(Data section)

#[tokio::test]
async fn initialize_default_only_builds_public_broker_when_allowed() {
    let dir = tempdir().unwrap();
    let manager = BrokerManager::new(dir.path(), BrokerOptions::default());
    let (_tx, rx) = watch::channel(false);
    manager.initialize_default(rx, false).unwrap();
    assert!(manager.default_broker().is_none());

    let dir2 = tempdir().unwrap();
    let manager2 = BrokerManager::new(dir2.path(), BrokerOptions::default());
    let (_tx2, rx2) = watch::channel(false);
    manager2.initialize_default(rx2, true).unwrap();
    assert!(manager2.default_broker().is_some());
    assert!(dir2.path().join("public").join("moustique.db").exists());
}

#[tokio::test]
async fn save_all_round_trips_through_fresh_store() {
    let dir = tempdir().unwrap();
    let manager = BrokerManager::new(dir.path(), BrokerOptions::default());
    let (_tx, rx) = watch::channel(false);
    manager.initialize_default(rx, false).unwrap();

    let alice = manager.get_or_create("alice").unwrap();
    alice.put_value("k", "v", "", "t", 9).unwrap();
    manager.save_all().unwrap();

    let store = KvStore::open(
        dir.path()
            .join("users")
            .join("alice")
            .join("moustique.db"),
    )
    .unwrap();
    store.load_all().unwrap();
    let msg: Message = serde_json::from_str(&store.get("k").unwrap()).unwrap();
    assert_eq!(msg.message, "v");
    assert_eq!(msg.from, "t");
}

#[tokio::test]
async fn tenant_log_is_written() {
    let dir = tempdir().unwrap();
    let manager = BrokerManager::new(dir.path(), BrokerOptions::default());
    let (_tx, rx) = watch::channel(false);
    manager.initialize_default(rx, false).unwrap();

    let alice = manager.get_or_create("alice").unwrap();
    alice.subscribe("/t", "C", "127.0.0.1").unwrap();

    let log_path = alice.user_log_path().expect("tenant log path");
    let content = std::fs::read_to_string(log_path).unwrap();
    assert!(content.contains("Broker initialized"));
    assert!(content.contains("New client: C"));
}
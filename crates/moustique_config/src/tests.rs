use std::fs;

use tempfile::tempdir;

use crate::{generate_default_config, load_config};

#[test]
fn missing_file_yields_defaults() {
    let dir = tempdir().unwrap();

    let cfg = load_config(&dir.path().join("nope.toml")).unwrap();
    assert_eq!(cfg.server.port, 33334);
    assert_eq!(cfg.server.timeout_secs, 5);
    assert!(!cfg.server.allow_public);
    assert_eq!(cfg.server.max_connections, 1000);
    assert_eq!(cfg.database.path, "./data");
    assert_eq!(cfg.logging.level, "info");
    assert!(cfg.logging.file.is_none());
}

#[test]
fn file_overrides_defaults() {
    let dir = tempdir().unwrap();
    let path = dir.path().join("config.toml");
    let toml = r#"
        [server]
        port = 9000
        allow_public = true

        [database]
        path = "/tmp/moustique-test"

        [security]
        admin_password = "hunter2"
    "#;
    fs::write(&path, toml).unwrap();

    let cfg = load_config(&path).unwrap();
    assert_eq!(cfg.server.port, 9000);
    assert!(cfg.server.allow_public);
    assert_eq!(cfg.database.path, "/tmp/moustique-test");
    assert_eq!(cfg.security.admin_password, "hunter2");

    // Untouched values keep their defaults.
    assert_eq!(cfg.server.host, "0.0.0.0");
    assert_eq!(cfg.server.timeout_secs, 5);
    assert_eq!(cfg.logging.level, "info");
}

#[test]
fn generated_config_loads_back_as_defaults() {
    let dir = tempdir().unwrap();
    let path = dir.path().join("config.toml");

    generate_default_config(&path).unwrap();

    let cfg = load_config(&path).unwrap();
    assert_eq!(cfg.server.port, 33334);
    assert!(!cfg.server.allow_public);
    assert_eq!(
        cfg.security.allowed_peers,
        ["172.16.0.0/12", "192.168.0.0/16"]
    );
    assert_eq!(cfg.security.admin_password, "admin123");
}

(End Data section)
(Data section)

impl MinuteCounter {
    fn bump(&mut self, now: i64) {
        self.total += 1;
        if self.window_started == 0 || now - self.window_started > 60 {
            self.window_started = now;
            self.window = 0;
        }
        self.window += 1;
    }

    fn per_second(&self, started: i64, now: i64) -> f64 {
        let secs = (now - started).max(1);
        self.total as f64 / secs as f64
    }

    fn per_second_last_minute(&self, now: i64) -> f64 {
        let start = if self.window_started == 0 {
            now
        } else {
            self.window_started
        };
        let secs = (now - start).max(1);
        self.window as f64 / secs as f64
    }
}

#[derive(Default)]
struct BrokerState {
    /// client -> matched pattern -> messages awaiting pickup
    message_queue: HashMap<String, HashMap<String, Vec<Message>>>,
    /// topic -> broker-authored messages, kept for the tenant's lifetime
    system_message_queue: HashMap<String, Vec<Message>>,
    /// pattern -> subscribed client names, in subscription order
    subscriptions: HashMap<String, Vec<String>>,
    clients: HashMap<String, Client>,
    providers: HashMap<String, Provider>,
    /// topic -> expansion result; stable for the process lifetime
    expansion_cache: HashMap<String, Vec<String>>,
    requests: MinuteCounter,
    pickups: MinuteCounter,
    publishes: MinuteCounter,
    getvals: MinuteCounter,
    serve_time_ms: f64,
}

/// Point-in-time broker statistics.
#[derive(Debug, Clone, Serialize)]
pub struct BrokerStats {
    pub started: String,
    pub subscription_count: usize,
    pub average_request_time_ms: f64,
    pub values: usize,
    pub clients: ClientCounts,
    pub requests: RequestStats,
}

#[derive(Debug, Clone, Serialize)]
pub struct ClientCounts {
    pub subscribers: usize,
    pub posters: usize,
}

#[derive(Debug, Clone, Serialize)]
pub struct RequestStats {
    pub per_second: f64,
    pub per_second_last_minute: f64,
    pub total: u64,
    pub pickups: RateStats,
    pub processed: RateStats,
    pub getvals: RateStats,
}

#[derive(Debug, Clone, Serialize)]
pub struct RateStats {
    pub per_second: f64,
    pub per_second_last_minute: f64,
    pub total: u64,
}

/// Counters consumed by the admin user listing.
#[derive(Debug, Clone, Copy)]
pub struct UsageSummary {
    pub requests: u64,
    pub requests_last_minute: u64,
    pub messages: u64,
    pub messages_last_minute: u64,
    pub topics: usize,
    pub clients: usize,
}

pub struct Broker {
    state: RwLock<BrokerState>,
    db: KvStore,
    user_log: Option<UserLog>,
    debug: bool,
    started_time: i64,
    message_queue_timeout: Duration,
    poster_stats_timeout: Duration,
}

(End Data section)

What to do: Using the entries above, return exactly the lines from the line with "self.total as f64 / secs as f64" to the line with "messages awaiting pickup", counting both of those lines.

Exercise result:
        self.total as f64 / secs as f64
    }

    fn per_second_last_minute(&self, now: i64) -> f64 {
        let start = if self.window_started == 0 {
            now
        } else {
            self.window_started
        };
        let secs = (now - start).max(1);
        self.window as f64 / secs as f64
    }
}

#[derive(Default)]
struct BrokerState {
    /// client -> matched pattern -> messages awaiting pickup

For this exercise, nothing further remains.